Psychologist Paul Bloom had a piece in the New York Times Magazine that neatly captures the essence of what I'm trying to get at with this blog. He gives the argument against the Heidi Hypothesis:
No sane person would give up antibiotics and anesthesia, farming and the written word. Our constructed environments shield us from heat and cold and protect us from predators. We have access to food and drink and drugs that have been devised to stimulate our nervous systems in magnificent ways. We sleep in soft beds and have immediate access to virtual experiences from pornography to classical symphonies. If a family of hunter-gatherers were dropped into this life, they would think of it as a literal heaven.
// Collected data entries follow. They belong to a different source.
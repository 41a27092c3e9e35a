//! Timed effects from collected hazards
//!
//! At most one active instance per kind: the map is keyed by kind, so a second
//! collision can only refresh the duration. Speed deltas are applied once on
//! insert and reversed exactly once on removal.

use std::collections::BTreeMap;

use serde::{Deserialize, Serialize};

use super::sway::SimulationState;

/// Damping factor while a steady effect is active
pub const STEADY_DAMPING: f32 = 0.98;
/// Damping factor while a destabilize effect is active
pub const DESTABILIZE_DAMPING: f32 = 0.90;

#[derive(Debug, Clone, Copy, PartialEq, Eq, PartialOrd, Ord, Hash, Serialize, Deserialize)]
pub enum EffectKind {
    Accelerate,
    Decelerate,
    Steady,
    Destabilize,
}

/// Typed payload per effect kind
#[derive(Debug, Clone, Copy, PartialEq, Serialize, Deserialize)]
pub enum EffectPayload {
    /// Forward speed delta applied on insert, reversed on removal
    Speed { delta: f32 },
    /// Absolute balance: sway pinned to zero, steering ignored
    Steady,
    /// Damping override after a one-shot sway kick
    Destabilize,
}

#[derive(Debug, Clone, PartialEq, Serialize, Deserialize)]
pub struct ActiveEffect {
    pub kind: EffectKind,
    /// Ticks left before expiry
    pub remaining: u32,
    pub payload: EffectPayload,
}

impl ActiveEffect {
    pub fn input_immune(&self) -> bool {
        matches!(self.payload, EffectPayload::Steady)
    }

    pub fn forces_zero_sway(&self) -> bool {
        matches!(self.payload, EffectPayload::Steady)
    }

    fn speed_delta(&self) -> f32 {
        match self.payload {
            EffectPayload::Speed { delta } => delta,
            _ => 0.0,
        }
    }
}

/// Whether a call registered a new effect or refreshed an existing one
#[derive(Debug, Clone, Copy, PartialEq, Eq)]
pub enum Registration {
    Inserted,
    Refreshed,
}

#[derive(Debug, Clone, Default, PartialEq, Serialize, Deserialize)]
pub struct ActiveEffects {
    effects: BTreeMap<EffectKind, ActiveEffect>,
}

impl ActiveEffects {
    pub fn new() -> Self {
        Self::default()
    }

    /// Register an effect, or refresh the duration of the live one.
    ///
    /// A speed payload is applied to `sim` only when the effect is new.
    pub fn register(
        &mut self,
        kind: EffectKind,
        payload: EffectPayload,
        duration: u32,
        sim: &mut SimulationState,
    ) -> Registration {
        if let Some(existing) = self.effects.get_mut(&kind) {
            existing.remaining = duration;
            return Registration::Refreshed;
        }
        let effect = ActiveEffect {
            kind,
            remaining: duration,
            payload,
        };
        let delta = effect.speed_delta();
        if delta != 0.0 {
            sim.adjust_speed(delta);
        }
        self.effects.insert(kind, effect);
        Registration::Inserted
    }

    /// Remove an effect outright, reversing its speed delta
    pub fn cancel(&mut self, kind: EffectKind, sim: &mut SimulationState) -> Option<ActiveEffect> {
        let effect = self.effects.remove(&kind)?;
        let delta = effect.speed_delta();
        if delta != 0.0 {
            sim.adjust_speed(-delta);
        }
        Some(effect)
    }

    /// Count every effect down by one tick; returns the kinds that expired
    pub fn tick(&mut self, sim: &mut SimulationState) -> Vec<EffectKind> {
        let mut expired = Vec::new();
        for effect in self.effects.values_mut() {
            effect.remaining = effect.remaining.saturating_sub(1);
            if effect.remaining == 0 {
                expired.push(effect.kind);
            }
        }
        for kind in &expired {
            self.cancel(*kind, sim);
        }
        expired
    }

    pub fn get(&self, kind: EffectKind) -> Option<&ActiveEffect> {
        self.effects.get(&kind)
    }

    pub fn contains(&self, kind: EffectKind) -> bool {
        self.effects.contains_key(&kind)
    }

    /// Live effects in kind order
    pub fn iter(&self) -> impl Iterator<Item = &ActiveEffect> {
        self.effects.values()
    }

    pub fn len(&self) -> usize {
        self.effects.len()
    }

    pub fn is_empty(&self) -> bool {
        self.effects.is_empty()
    }

    pub fn input_immune(&self) -> bool {
        self.iter().any(ActiveEffect::input_immune)
    }

    pub fn forces_zero_sway(&self) -> bool {
        self.iter().any(ActiveEffect::forces_zero_sway)
    }

    /// Damping factor forced by an active effect (steady wins over destabilize)
    pub fn damping_override(&self) -> Option<f32> {
        if self.contains(EffectKind::Steady) {
            Some(STEADY_DAMPING)
        } else if self.contains(EffectKind::Destabilize) {
            Some(DESTABILIZE_DAMPING)
        } else {
            None
        }
    }
}
//! Fixed timestep simulation tick
//!
//! Core game loop that advances simulation deterministically. Order within a live
//! tick: wind, rod, sway, hazards (which may arm the bomb rescue), effect expiry,
//! bird, progression gate.

use super::bird::{BirdContext, BirdEvent};
use super::effects::{EffectKind, Registration};
use super::hazards::{Collection, collect};
use super::progression::{FailureReason, GateSnapshot};
use super::rescue::{RescueKey, RescueOutcome};
use super::rod::RodState;
use super::state::{GameEvent, GamePhase, GameState};
use super::sway::{Steer, step_sway};

/// Input commands for a single tick (deterministic)
#[derive(Debug, Clone, Default)]
pub struct TickInput {
    /// Steering holds
    pub hold_left: bool,
    pub hold_right: bool,
    /// Rod holds
    pub hold_extend: bool,
    pub hold_retract: bool,
    /// Fire a projectile (edge)
    pub fire: bool,
    /// Rescue key pressed this tick (edge)
    pub rescue_key: Option<RescueKey>,
    /// Pause toggle
    pub pause: bool,
    /// Demo mode - AI plays the game
    pub autopilot: bool,
}

/// Advance the game state by one fixed timestep
pub fn tick(state: &mut GameState, input: &TickInput) {
    state.events.clear();

    // Handle pause toggle
    if input.pause {
        match state.phase {
            GamePhase::Playing => {
                state.phase = GamePhase::Paused;
                state.events.push(GameEvent::Paused);
                return;
            }
            GamePhase::Paused => {
                state.phase = GamePhase::Playing;
                state.events.push(GameEvent::Resumed);
            }
            GamePhase::Finished => {}
        }
    }

    // Don't tick if paused or finished
    if state.phase != GamePhase::Playing {
        return;
    }

    let mut input = input.clone();
    if input.autopilot {
        autopilot(state, &mut input);
    }

    // An armed rescue replaces the whole tick body
    if state.rescue.is_active() {
        resolve_rescue(state, input.rescue_key);
    } else {
        advance_run(state, &input);
    }

    state.normalize_order();
}

/// One live tick: wind, rod, sway, hazards, effects, bird, gate
fn advance_run(state: &mut GameState, input: &TickInput) {
    state.sim.advance();
    let distance = state.sim.distance;
    state.wind.tick(distance, &mut state.rng);
    state.rod.update(input.hold_extend, input.hold_retract, distance);
    step_sway(
        &mut state.sim,
        &state.wind,
        &state.rod,
        &state.effects,
        Steer::from_holds(input.hold_left, input.hold_right),
    );

    if state.rule().systems.hazards && update_hazards(state) {
        // Bomb hit: everything else waits for the rescue
        return;
    }

    if state.effects.contains(EffectKind::Steady) {
        state.steady_ticks += 1;
    }
    for kind in state.effects.tick(&mut state.sim) {
        log::debug!("Effect expired: {kind:?}");
        state.events.push(GameEvent::EffectExpired { kind });
    }

    if state.rule().systems.bird {
        update_bird(state, input.fire);
    }

    let snapshot = GateSnapshot {
        distance: state.sim.distance,
        tick_count: state.sim.tick_count,
        steady_ticks: state.steady_ticks,
        kills: state.combat.kills,
        fell: state.sim.has_fallen(),
        health_depleted: state.combat.is_dead(),
    };
    let step = state.gate.evaluate(&snapshot);
    if step.objective_reached {
        state.events.push(GameEvent::ObjectiveReached);
    }
    if let Some(verdict) = step.finished {
        state.phase = GamePhase::Finished;
        state.events.push(GameEvent::RunEnded { verdict });
    }
}

/// Spawn, move and collide hazards. Returns true when a bomb armed the rescue.
fn update_hazards(state: &mut GameState) -> bool {
    let weights = state.rule().hazard_weights;
    let id = state.next_id;
    if let Some(hazard) = state.hazards.tick_spawner(
        id,
        &weights,
        &state.rod,
        state.sim.distance,
        &mut state.rng,
    ) {
        let kind = hazard.kind;
        state.next_id += 1;
        state.events.push(GameEvent::HazardSpawned { kind });
    }

    state.hazards.fall();

    while let Some(hazard) = state
        .hazards
        .take_next_collision(state.rod.length, state.sim.sway)
    {
        log::debug!("Hazard {} ({:?}) hit the rod", hazard.id, hazard.kind);
        match collect(&hazard, &mut state.sim, &mut state.effects) {
            Collection::Applied {
                kind,
                registration,
                cancelled,
            } => {
                state.events.push(GameEvent::HazardCollected {
                    kind,
                    refreshed: registration == Registration::Refreshed,
                });
                for kind in cancelled.into_iter().flatten() {
                    state.events.push(GameEvent::EffectCancelled { kind });
                }
            }
            Collection::Explosive => {
                if let Some(key) = state.rescue.arm(state.sim.sway, &mut state.rng) {
                    log::info!(
                        "Bomb rescue armed at {:.1} deg, press {}",
                        state.sim.sway.abs(),
                        key.as_char()
                    );
                    state.events.push(GameEvent::RescueStarted { key });
                }
                return true;
            }
        }
    }
    false
}

fn resolve_rescue(state: &mut GameState, pressed: Option<RescueKey>) {
    match state.rescue.tick(pressed) {
        Some(RescueOutcome::Success { reset_tilt }) => {
            if reset_tilt {
                state.sim.reset_tilt();
            }
            log::info!("Bomb rescue succeeded (reset tilt: {reset_tilt})");
            state.events.push(GameEvent::RescueSucceeded { reset_tilt });
        }
        Some(RescueOutcome::Failure) => {
            log::info!("Bomb rescue failed");
            state.events.push(GameEvent::RescueFailed);
            if let Some(verdict) = state.gate.fail(FailureReason::RescueFailed) {
                state.phase = GamePhase::Finished;
                state.events.push(GameEvent::RunEnded { verdict });
            }
        }
        None => {}
    }
}

fn update_bird(state: &mut GameState, fire: bool) {
    let ctx = BirdContext {
        sway: state.sim.sway,
        bird_only: state.rule().is_bird_only(),
        fire,
    };
    let GameState {
        combat,
        rng,
        next_id,
        events,
        ..
    } = state;
    let bird_events = combat.update(
        ctx,
        || {
            let id = *next_id;
            *next_id += 1;
            id
        },
        rng,
    );
    events.extend(bird_events.into_iter().map(|e| match e {
        BirdEvent::ProjectileFired => GameEvent::ProjectileFired,
        BirdEvent::Appeared => GameEvent::BirdAppeared,
        BirdEvent::ShotDown { kills } => GameEvent::BirdShot { kills },
        BirdEvent::Struck { health } => GameEvent::BirdStruck { health },
    }));
}

/// Tilt the autopilot tries to hold inside
const AUTOPILOT_DEADBAND: f32 = 1.5;
/// How far ahead the autopilot extrapolates sway (ticks)
const AUTOPILOT_LOOKAHEAD: f32 = 12.0;

/// Attract-mode player: counter-steer the predicted tilt, lengthen the rod when
/// wobbling, answer rescues and shoot at the bird.
fn autopilot(state: &GameState, input: &mut TickInput) {
    let predicted = state.sim.sway + state.sim.sway_velocity * AUTOPILOT_LOOKAHEAD;
    input.hold_left = predicted > AUTOPILOT_DEADBAND;
    input.hold_right = predicted < -AUTOPILOT_DEADBAND;

    let resting = RodState::default().length;
    input.hold_extend = state.sim.sway.abs() > 10.0;
    input.hold_retract =
        !input.hold_extend && state.sim.sway.abs() < 3.0 && state.rod.length > resting;

    input.rescue_key = state.rescue.required_key();
    input.fire = state.combat.bird.state.is_shootable();
}

#[cfg(test)]
mod tests {
    use super::*;
    use crate::sim::collision::rod_rect;
    use crate::sim::hazards::{Hazard, HazardKind};
    use crate::sim::progression::{LevelRule, LevelVerdict};
    use glam::Vec2;

    fn endless(seed: u64) -> GameState {
        GameState::new(seed, LevelRule::endless()).unwrap()
    }

    /// Drop a hazard straight onto the rod
    fn place_on_rod(state: &mut GameState, kind: HazardKind) {
        let id = state.next_entity_id();
        let center = rod_rect(state.rod.length, state.sim.sway).center;
        state.hazards.hazards.push(Hazard {
            id,
            kind,
            pos: center,
            fall_speed: 0.0,
        });
    }

    #[test]
    fn test_tick_advances_distance() {
        let mut state = endless(1);
        tick(&mut state, &TickInput::default());
        assert_eq!(state.sim.tick_count, 1);
        assert!(state.sim.distance > 0.0);
    }

    #[test]
    fn test_tick_pause() {
        let mut state = endless(12345);
        tick(&mut state, &TickInput::default());
        let before = state.sim.clone();

        let input = TickInput {
            pause: true,
            ..Default::default()
        };
        tick(&mut state, &input);
        assert_eq!(state.phase, GamePhase::Paused);
        assert_eq!(state.events, vec![GameEvent::Paused]);

        for _ in 0..10 {
            tick(&mut state, &TickInput::default());
        }
        assert_eq!(state.sim, before);

        // Unpause resumes in the same tick
        tick(&mut state, &input);
        assert_eq!(state.phase, GamePhase::Playing);
        assert_eq!(state.sim.tick_count, before.tick_count + 1);
    }

    #[test]
    fn test_steady_pickup_counts_steady_ticks() {
        let mut state = endless(3);
        place_on_rod(&mut state, HazardKind::Steady);
        tick(&mut state, &TickInput::default());
        assert!(state.events.contains(&GameEvent::HazardCollected {
            kind: HazardKind::Steady,
            refreshed: false
        }));
        assert_eq!(state.steady_ticks, 1);
        for _ in 0..10 {
            tick(&mut state, &TickInput::default());
        }
        assert_eq!(state.steady_ticks, 11);
        assert_eq!(state.sim.sway, 0.0);
    }

    #[test]
    fn test_bomb_suspends_until_resolved() {
        let mut state = endless(4);
        place_on_rod(&mut state, HazardKind::Explosive);
        tick(&mut state, &TickInput::default());
        let key = state.rescue.required_key().unwrap();
        assert!(matches!(state.events[..], [.., GameEvent::RescueStarted { .. }]));

        let frozen = state.sim.clone();
        for _ in 0..5 {
            tick(&mut state, &TickInput::default());
        }
        assert_eq!(state.sim, frozen);

        tick(
            &mut state,
            &TickInput {
                rescue_key: Some(key),
                ..Default::default()
            },
        );
        assert!(!state.rescue.is_active());
        assert_eq!(state.verdict(), LevelVerdict::InProgress);

        tick(&mut state, &TickInput::default());
        assert_eq!(state.sim.tick_count, frozen.tick_count + 1);
    }

    #[test]
    fn test_tick_keeps_hazards_in_id_order() {
        let mut state = endless(8);
        state.hazards.spawn_interval = u32::MAX;
        for id in [9, 2, 5] {
            state.hazards.hazards.push(Hazard {
                id,
                kind: HazardKind::Steady,
                pos: Vec2::new(20.0, 20.0),
                fall_speed: 0.0,
            });
        }
        tick(&mut state, &TickInput::default());
        let ids: Vec<u32> = state.hazards.hazards.iter().map(|h| h.id).collect();
        assert_eq!(ids, vec![2, 5, 9]);
    }

    #[test]
    fn test_finished_run_is_frozen() {
        let mut state = endless(5);
        state.sim.sway = 70.0;
        tick(&mut state, &TickInput::default());
        assert_eq!(state.phase, GamePhase::Finished);
        let ticks = state.sim.tick_count;
        tick(&mut state, &TickInput::default());
        assert_eq!(state.sim.tick_count, ticks);
        assert!(state.events.is_empty());
    }

    #[test]
    fn test_autopilot_answers_rescue() {
        let mut state = endless(6);
        place_on_rod(&mut state, HazardKind::Explosive);
        tick(&mut state, &TickInput::default());
        assert!(state.rescue.is_active());

        let auto = TickInput {
            autopilot: true,
            ..Default::default()
        };
        tick(&mut state, &auto);
        assert!(!state.rescue.is_active());
        assert_eq!(state.verdict(), LevelVerdict::InProgress);
    }

    #[test]
    fn test_determinism() {
        // Two states with same seed should produce identical results
        let mut state1 = endless(99999);
        let mut state2 = endless(99999);

        let inputs = [
            TickInput {
                hold_left: true,
                ..Default::default()
            },
            TickInput {
                hold_extend: true,
                fire: true,
                ..Default::default()
            },
            TickInput {
                hold_right: true,
                ..Default::default()
            },
            TickInput::default(),
        ];

        for i in 0..2000 {
            let input = &inputs[i % inputs.len()];
            tick(&mut state1, input);
            tick(&mut state2, input);
        }

        assert_eq!(state1, state2);
    }
}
And then provides evidence that it's correct:
Many studies show that even a limited dose of nature, like a chance to look at the outside world through a window, is good for your health. Hospitalized patients heal more quickly; prisoners get sick less often. Being in the wild reduces stress; spending time with a pet enhances the lives of everyone from autistic children to Alzheimer’s patients. The author Richard Louv argues that modern children suffer from “nature-deficit disorder” because they have been shut out from the physical and psychic benefits of unstructured physical contact with the natural world.
His conclusion is that we should make a cold-blooded, utilitarian assessment of nature - and figure out what parts make our lives better and what parts we can do without. (Should the Endangered Species Act protect the smallpox virus?) He has no problem eventually replacing nature with technology as long as we do it in a way that improves human happiness.